_Required work_
Search the data below for the string "MonthlyTotal". Extract every line that contains it.
── Exercise data
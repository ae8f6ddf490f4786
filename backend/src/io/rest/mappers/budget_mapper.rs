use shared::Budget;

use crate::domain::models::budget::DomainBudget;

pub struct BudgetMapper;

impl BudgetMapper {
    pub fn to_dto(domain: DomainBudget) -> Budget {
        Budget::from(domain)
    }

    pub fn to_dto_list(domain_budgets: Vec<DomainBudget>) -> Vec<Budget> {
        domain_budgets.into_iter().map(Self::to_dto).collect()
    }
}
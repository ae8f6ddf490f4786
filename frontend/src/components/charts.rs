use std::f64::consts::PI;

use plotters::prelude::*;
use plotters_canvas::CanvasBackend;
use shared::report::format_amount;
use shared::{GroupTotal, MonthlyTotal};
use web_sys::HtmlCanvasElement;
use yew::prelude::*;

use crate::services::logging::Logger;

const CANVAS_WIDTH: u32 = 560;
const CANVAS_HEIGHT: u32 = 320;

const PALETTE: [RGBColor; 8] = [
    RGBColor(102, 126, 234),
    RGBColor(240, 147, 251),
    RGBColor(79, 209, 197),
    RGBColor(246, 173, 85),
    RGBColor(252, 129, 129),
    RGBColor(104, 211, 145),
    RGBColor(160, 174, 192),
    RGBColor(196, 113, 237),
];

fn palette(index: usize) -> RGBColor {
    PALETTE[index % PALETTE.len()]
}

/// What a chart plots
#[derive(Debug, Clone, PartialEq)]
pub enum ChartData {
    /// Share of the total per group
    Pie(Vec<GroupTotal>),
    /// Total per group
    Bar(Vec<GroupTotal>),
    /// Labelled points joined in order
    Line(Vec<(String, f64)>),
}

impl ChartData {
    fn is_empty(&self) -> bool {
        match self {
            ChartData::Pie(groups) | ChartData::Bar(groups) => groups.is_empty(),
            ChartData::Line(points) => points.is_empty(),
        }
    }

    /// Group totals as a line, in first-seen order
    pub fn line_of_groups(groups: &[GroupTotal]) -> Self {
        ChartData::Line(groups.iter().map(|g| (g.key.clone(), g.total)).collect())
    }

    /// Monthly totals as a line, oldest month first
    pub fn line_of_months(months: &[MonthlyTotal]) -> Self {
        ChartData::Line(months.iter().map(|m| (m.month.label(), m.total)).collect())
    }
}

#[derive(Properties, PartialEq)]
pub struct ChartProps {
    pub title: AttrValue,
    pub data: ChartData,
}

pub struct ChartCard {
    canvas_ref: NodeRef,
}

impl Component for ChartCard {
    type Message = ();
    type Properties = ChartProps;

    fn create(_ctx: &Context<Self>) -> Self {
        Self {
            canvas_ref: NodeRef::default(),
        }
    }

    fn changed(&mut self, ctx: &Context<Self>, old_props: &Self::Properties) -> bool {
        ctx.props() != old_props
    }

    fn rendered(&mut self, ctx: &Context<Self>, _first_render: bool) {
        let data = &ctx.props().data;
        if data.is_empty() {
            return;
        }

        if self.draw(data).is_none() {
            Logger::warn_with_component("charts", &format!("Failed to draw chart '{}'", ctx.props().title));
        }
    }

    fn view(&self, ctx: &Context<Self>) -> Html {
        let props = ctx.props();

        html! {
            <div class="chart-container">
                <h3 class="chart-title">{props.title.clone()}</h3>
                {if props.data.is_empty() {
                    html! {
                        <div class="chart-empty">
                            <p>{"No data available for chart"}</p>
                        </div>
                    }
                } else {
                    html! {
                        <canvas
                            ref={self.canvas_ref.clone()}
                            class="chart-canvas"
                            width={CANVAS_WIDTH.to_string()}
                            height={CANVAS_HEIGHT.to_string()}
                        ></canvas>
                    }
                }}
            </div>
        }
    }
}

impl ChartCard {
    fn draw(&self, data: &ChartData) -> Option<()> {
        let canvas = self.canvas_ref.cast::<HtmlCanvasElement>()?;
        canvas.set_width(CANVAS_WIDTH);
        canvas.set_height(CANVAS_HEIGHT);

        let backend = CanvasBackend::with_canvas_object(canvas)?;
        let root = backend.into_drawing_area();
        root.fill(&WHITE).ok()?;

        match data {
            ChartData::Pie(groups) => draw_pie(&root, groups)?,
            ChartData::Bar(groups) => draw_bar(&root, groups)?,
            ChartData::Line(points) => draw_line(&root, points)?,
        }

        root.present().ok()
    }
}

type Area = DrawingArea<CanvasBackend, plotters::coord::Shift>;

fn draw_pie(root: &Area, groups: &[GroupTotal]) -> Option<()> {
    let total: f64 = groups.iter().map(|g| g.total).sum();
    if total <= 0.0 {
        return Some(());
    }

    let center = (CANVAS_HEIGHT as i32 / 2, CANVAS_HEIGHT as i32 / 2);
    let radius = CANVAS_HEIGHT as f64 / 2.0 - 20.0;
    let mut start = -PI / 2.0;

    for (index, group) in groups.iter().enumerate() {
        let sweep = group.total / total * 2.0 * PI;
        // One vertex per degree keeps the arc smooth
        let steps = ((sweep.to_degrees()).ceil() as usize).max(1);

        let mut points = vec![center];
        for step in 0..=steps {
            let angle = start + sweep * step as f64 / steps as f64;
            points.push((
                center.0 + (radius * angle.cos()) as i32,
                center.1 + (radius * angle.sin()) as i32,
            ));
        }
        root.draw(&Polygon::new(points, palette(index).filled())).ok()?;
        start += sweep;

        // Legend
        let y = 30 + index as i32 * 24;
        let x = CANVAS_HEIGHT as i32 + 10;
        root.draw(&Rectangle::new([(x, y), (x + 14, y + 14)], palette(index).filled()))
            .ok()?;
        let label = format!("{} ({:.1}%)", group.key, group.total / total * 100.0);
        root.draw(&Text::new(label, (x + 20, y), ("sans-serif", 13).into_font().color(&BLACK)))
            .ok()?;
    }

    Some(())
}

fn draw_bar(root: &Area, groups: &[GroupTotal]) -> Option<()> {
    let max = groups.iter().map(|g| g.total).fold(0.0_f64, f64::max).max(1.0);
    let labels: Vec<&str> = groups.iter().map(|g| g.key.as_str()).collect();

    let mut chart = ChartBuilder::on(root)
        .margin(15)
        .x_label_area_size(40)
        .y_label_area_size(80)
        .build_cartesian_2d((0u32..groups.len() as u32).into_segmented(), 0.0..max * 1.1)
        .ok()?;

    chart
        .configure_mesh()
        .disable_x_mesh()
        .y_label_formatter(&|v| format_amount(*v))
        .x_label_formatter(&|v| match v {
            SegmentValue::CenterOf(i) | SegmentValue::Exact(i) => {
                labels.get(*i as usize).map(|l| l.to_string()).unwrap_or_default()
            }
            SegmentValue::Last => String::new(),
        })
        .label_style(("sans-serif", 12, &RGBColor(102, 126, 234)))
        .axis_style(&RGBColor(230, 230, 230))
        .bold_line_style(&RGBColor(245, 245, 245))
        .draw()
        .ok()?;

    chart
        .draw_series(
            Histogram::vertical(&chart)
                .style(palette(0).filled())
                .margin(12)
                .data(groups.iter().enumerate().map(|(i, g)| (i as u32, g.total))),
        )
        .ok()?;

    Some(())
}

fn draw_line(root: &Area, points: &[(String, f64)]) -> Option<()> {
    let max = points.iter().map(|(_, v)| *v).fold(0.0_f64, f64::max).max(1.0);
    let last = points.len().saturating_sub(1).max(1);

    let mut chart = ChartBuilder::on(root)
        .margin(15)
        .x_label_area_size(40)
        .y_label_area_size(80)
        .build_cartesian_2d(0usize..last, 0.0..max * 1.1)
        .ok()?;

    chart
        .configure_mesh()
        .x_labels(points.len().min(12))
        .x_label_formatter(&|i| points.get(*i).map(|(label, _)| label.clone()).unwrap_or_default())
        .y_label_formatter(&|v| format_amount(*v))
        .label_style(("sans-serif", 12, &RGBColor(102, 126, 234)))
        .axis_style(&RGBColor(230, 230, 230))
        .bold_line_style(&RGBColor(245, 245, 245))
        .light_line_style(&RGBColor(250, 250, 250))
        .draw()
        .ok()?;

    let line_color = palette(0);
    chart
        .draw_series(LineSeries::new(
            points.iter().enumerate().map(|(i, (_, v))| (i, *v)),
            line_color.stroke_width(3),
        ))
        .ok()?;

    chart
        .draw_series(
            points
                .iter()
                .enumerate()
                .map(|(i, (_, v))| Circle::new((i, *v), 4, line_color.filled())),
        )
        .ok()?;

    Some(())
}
────
── Exercise data
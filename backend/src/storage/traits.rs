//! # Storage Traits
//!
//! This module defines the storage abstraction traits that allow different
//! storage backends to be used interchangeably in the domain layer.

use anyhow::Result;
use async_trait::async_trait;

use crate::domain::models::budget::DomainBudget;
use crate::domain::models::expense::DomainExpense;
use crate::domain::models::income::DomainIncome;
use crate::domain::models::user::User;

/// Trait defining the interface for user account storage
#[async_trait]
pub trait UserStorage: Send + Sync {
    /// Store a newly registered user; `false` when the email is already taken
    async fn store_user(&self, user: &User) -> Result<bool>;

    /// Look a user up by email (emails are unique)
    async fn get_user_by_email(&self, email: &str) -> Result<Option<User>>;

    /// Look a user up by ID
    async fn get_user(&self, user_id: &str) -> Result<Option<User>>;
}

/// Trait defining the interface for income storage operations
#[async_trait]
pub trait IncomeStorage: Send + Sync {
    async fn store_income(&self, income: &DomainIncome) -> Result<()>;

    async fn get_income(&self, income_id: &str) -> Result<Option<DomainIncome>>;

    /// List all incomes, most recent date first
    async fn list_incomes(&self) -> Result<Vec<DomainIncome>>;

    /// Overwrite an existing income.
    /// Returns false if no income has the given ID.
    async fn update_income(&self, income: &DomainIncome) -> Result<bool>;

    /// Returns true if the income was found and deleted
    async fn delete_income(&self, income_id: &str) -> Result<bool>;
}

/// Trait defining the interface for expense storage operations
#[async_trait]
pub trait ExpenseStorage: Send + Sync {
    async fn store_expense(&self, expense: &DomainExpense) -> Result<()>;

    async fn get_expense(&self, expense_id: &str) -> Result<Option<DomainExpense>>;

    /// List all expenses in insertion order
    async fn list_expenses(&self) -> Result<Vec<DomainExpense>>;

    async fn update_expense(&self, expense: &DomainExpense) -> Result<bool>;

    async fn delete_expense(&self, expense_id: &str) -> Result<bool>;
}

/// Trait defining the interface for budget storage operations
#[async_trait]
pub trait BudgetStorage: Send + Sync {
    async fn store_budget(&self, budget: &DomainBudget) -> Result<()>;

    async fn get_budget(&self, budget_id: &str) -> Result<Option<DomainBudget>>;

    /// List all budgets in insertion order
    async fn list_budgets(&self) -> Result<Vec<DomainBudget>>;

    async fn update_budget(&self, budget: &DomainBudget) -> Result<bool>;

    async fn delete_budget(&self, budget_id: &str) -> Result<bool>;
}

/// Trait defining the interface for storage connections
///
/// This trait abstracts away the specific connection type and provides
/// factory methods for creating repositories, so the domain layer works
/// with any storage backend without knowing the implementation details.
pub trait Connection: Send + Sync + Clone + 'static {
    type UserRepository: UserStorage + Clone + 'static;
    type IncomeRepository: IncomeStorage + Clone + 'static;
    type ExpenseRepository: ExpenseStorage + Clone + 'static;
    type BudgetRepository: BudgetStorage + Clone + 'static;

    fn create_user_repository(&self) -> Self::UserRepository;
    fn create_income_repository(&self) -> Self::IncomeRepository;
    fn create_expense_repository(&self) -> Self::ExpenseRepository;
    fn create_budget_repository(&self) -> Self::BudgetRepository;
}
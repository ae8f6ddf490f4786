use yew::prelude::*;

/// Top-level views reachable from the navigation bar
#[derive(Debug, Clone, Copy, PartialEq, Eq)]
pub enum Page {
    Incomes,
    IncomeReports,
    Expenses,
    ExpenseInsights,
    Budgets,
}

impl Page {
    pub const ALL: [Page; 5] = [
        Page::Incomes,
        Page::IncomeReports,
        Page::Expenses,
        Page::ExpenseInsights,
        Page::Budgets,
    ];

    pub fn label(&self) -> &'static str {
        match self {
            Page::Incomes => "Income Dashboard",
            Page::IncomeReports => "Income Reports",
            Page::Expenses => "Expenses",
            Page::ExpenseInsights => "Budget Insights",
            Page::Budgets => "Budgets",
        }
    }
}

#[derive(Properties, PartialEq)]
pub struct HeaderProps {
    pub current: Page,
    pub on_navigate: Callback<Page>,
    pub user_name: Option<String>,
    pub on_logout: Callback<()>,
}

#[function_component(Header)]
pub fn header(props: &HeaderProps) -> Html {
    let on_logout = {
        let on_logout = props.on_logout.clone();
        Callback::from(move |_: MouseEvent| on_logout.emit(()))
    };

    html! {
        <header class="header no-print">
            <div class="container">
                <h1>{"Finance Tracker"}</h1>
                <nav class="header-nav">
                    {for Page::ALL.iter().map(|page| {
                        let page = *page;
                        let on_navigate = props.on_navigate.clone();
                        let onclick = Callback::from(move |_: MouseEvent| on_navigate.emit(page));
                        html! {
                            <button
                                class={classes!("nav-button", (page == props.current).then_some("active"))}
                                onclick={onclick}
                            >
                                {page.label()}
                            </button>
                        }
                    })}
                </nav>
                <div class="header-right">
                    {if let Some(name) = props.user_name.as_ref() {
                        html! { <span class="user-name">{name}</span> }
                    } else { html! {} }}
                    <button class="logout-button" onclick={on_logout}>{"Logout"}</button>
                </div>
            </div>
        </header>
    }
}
────
_Response to this task_
use shared::{GroupTotal, MonthlyTotal};
    pub fn line_of_months(months: &[MonthlyTotal]) -> Self {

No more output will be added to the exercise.